- Promotional release poster
- Directed by: Nicholas Bruckman
- Written by: Nicholas Bruckman; Amanda Roddy;
- Produced by: Amanda Roddy
- Cinematography: Alex Pollini; Ryder Haske; Amanda Roddy; Michael Dwyer; Erin Collett; Nicholas Bruckman;
- Edited by: Kent Basset
- Music by: Giosuè Greco
- Production companies: Duplass Brothers Productions; People's Television;
- Distributed by: Greenwich Entertainment
- Release dates: March 17, 2021 (SXSW); August 13, 2021 (United States);
- Running time: 96 minutes
- Country: United States
- Language: English

= Not Going Quietly =

Not Going Quietly is a 2021 American documentary film, directed by Nicholas Bruckman and produced by Amanda Roddy, following Ady Barkan, embarking on a national campaign for healthcare reform. Mark Duplass, Jay Duplass and Bradley Whitford serve as executive producers.

It had its world premiere at South by Southwest on March 17, 2021, where it won the Special Jury Award for Humanity in Social Action and the Audience Award in the Documentary Feature Competition. It was released on August 13, 2021, by Greenwich Entertainment.

==Synopsis==
After being diagnosed with ALS, Ady Barkan embarks on a national campaign for healthcare reform. Barkan, Rachael King, Elizabeth Jaff, Ana Maria Archila, Nate Smith and Tracey Corder appear in the film.

==Production==
The film was directed by Nicholas Bruckman, who co-wrote the film with producer Amanda Roddy.

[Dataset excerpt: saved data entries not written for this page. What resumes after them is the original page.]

//! Turns raw log lines into typed events.
//!
//! Every non-blank line yields exactly one [`Event`]. Lines no matcher claims
//! become [`Event::Unstructured`] and are counted, never dropped.

use std::sync::LazyLock;

use chrono::{DateTime, Utc};
use regex::Regex;
use serde::Serialize;
use tracing::trace;

use super::matchers::{default_matchers, LineMatcher};
use super::timestamp;
use crate::model::{Event, WorldEventKind};

/// Continuation lines attached to one diagnostic header, at most.
pub const MAX_DIAGNOSTIC_LINES: u16 = 32;

static DIAGNOSTIC_HEADER: LazyLock<Regex> = LazyLock::new(|| {
    Regex::new(
        r"^(?:Log[A-Za-z0-9_]*:\s*Error:|(?:Log[A-Za-z0-9_]*:\s*(?:Error:\s*)?)?(?:Fatal error|Assertion failed|=== Critical error))",
    )
    .expect("diagnostic header regex")
});

static DIAGNOSTIC_CONTINUATION: LazyLock<Regex> = LazyLock::new(|| {
    Regex::new(r"^(?:\s+\S|at\s|0x[0-9A-Fa-f]+|(?:Log[A-Za-z0-9_]*:\s*)?Error:\s*\[Callstack\])")
        .expect("diagnostic continuation regex")
});

#[derive(Debug, Clone, Default, PartialEq, Eq, Serialize)]
pub struct ParseStats {
    pub lines: u64,
    pub unstructured: u64,
    pub diagnostic_blocks: u64,
}

struct OpenBlock {
    id: u64,
    lines: u16,
}

pub struct EventParser {
    matchers: Vec<Box<dyn LineMatcher>>,
    diagnostic: Option<OpenBlock>,
    stats: ParseStats,
}

impl Default for EventParser {
    fn default() -> Self {
        Self::new()
    }
}

impl EventParser {
    pub fn new() -> Self {
        Self::with_matchers(default_matchers())
    }

    pub fn with_matchers(matchers: Vec<Box<dyn LineMatcher>>) -> Self {
        Self {
            matchers,
            diagnostic: None,
            stats: ParseStats::default(),
        }
    }

    pub fn stats(&self) -> &ParseStats {
        &self.stats
    }

    /// Parse `line`, using `received_at` when it carries no usable timestamp.
    pub fn parse_at(&mut self, line: &str, received_at: DateTime<Utc>) -> Option<Event> {
        let line = line.trim_end();
        if line.trim_start().is_empty() {
            return None;
        }
        self.stats.lines += 1;

        let stamped = timestamp::extract(line, received_at);

        if let Some(event) = self.diagnostic(&stamped) {
            return Some(event);
        }

        for matcher in &self.matchers {
            if let Some(event) = matcher.try_parse(&stamped) {
                trace!(matcher = matcher.name(), "Matched line");
                return Some(event);
            }
        }

        self.stats.unstructured += 1;
        trace!(line = %line, "Unstructured line");
        Some(Event::Unstructured {
            text: stamped.body.to_string(),
            time: stamped.time,
        })
    }

    /// Forget any open diagnostic block (the underlying file was replaced).
    pub fn reset(&mut self) {
        self.diagnostic = None;
    }

    fn diagnostic(&mut self, stamped: &timestamp::Stamped<'_>) -> Option<Event> {
        let body = stamped.body;

        if let Some(block) = self.diagnostic.as_mut() {
            if block.lines < MAX_DIAGNOSTIC_LINES && DIAGNOSTIC_CONTINUATION.is_match(body) {
                block.lines += 1;
                return Some(Event::WorldEvent {
                    kind: WorldEventKind::Diagnostic {
                        block: block.id,
                        line: block.lines,
                    },
                    detail: body.trim().to_string(),
                    time: stamped.time,
                });
            }
            self.diagnostic = None;
        }

        if !DIAGNOSTIC_HEADER.is_match(body) {
            return None;
        }
        self.stats.diagnostic_blocks += 1;
        let id = self.stats.diagnostic_blocks;
        self.diagnostic = Some(OpenBlock { id, lines: 0 });
        Some(Event::WorldEvent {
            kind: WorldEventKind::Diagnostic { block: id, line: 0 },
            detail: body.to_string(),
            time: stamped.time,
        })
    }
}

#[cfg(test)]
mod tests {
    use super::*;
    use chrono::TimeZone;

    fn received() -> DateTime<Utc> {
        Utc.with_ymd_and_hms(2024, 1, 15, 13, 0, 0).unwrap()
    }

    #[test]
    fn blank_lines_yield_nothing() {
        let mut parser = EventParser::new();
        assert!(parser.parse_at("", received()).is_none());
        assert!(parser.parse_at("   \r", received()).is_none());
        assert_eq!(parser.stats().lines, 0);
    }

    #[test]
    fn login_line_with_clock_stamp() {
        let mut parser = EventParser::new();
        let event = parser
            .parse_at("[12:00:01] Player 'Alice' (P1) logged in from 1.2.3.4", received())
            .unwrap();
        assert_eq!(
            event,
            Event::Connected {
                player_id: "P1".into(),
                display_name: "Alice".into(),
                ip: Some("1.2.3.4".parse().unwrap()),
                time: Utc.with_ymd_and_hms(2024, 1, 15, 12, 0, 1).unwrap(),
            }
        );
    }

    #[test]
    fn unknown_lines_are_unstructured_and_counted() {
        let mut parser = EventParser::new();
        let event = parser.parse_at("something odd happened", received()).unwrap();
        assert_eq!(
            event,
            Event::Unstructured {
                text: "something odd happened".into(),
                time: received(),
            }
        );
        assert_eq!(parser.stats().unstructured, 1);
    }

    #[test]
    fn malformed_input_never_panics() {
        let mut parser = EventParser::new();
        for line in [
            "Player '",
            "Player 'x' (",
            "'''''",
            "[99:99:99] x",
            "2024.02.30-25.61.61:",
            "Died:",
            "\u{0}\u{1}\u{fffd}",
            "Log: ",
        ] {
            assert!(parser.parse_at(line, received()).is_some(), "{line:?}");
        }
    }

    #[test]
    fn first_matching_matcher_wins() {
        struct Catchall;
        impl LineMatcher for Catchall {
            fn name(&self) -> &'static str {
                "catchall"
            }
            fn try_parse(&self, line: &timestamp::Stamped<'_>) -> Option<Event> {
                Some(Event::Unstructured {
                    text: format!("caught {}", line.body),
                    time: line.time,
                })
            }
        }

        let mut matchers = default_matchers();
        matchers.push(Box::new(Catchall));
        let mut parser = EventParser::with_matchers(matchers);

        let login = parser
            .parse_at("Player 'Alice' (P1) logged out", received())
            .unwrap();
        assert!(matches!(login, Event::Disconnected { .. }));

        let other = parser.parse_at("whatever", received()).unwrap();
        assert!(matches!(other, Event::Unstructured { ref text, .. } if text == "caught whatever"));
        assert_eq!(parser.stats().unstructured, 0);
    }

    #[test]
    fn diagnostic_block_groups_continuation_lines() {
        let mut parser = EventParser::new();
        let lines = [
            "[2024.01.15-12.00.00:000][  1]LogWindows: Error: Fatal error!",
            "[2024.01.15-12.00.00:001][  1]LogWindows: Error: [Callstack] 0x00007ff6 SCUMServer.exe!Foo()",
            "    at Bar() in Baz.cpp",
            "LogSCUM: back to normal",
        ];
        let events: Vec<_> = lines
            .iter()
            .filter_map(|l| parser.parse_at(l, received()))
            .collect();

        let kinds: Vec<_> = events
            .iter()
            .map(|e| match e {
                Event::WorldEvent { kind, .. } => kind.clone(),
                other => panic!("unexpected {other:?}"),
            })
            .collect();
        assert_eq!(
            kinds,
            vec![
                WorldEventKind::Diagnostic { block: 1, line: 0 },
                WorldEventKind::Diagnostic { block: 1, line: 1 },
                WorldEventKind::Diagnostic { block: 1, line: 2 },
                WorldEventKind::Engine {
                    category: "SCUM".into()
                },
            ]
        );
        assert_eq!(parser.stats().diagnostic_blocks, 1);
    }

    #[test]
    fn diagnostic_window_is_bounded() {
        let mut parser = EventParser::new();
        parser.parse_at("Assertion failed: x != null", received());
        for _ in 0..MAX_DIAGNOSTIC_LINES {
            let event = parser.parse_at("  frame", received()).unwrap();
            assert!(matches!(
                event,
                Event::WorldEvent { kind: WorldEventKind::Diagnostic { .. }, .. }
            ));
        }
        let overflow = parser.parse_at("  frame", received()).unwrap();
        assert!(matches!(overflow, Event::Unstructured { .. }));
    }

    #[test]
    fn reset_closes_open_block() {
        let mut parser = EventParser::new();
        parser.parse_at("=== Critical error: ===", received());
        parser.reset();
        let event = parser.parse_at("  frame", received()).unwrap();
        assert!(matches!(event, Event::Unstructured { .. }));
    }
}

Kent Bassett served as editor. Executive producers included Mark Duplass, Jay Duplass, and Bradley Whitford. Produced by People's Television and Duplass Brothers Productions, it received fiscal sponsorship from Film Independent. Filming centered on Ady Barkan's 2018 midterm activism, capturing his advocacy and ALS challenges, including declining speech.

==Release==
It had its world premiere at South by Southwest on March 17, 2021. It was scheduled to have its world premiere at the Tribeca Film Festival on April 15, 2020. However, it was cancelled due to the COVID-19 pandemic. It was theatrically released in the United States by Greenwich Entertainment on August 13, 2021. Internationally, the film was distributed by Vice Media. In June 2021, PBS acquired broadcast rights, airing the film as part of the POV series on January 24, 2022. It became available for streaming on platforms including Hulu.

==Reception==
 Metacritic, which uses a weighted average, assigned the film a score of 73 out of 100, based on nine critics, indicating "generally favorable" reviews.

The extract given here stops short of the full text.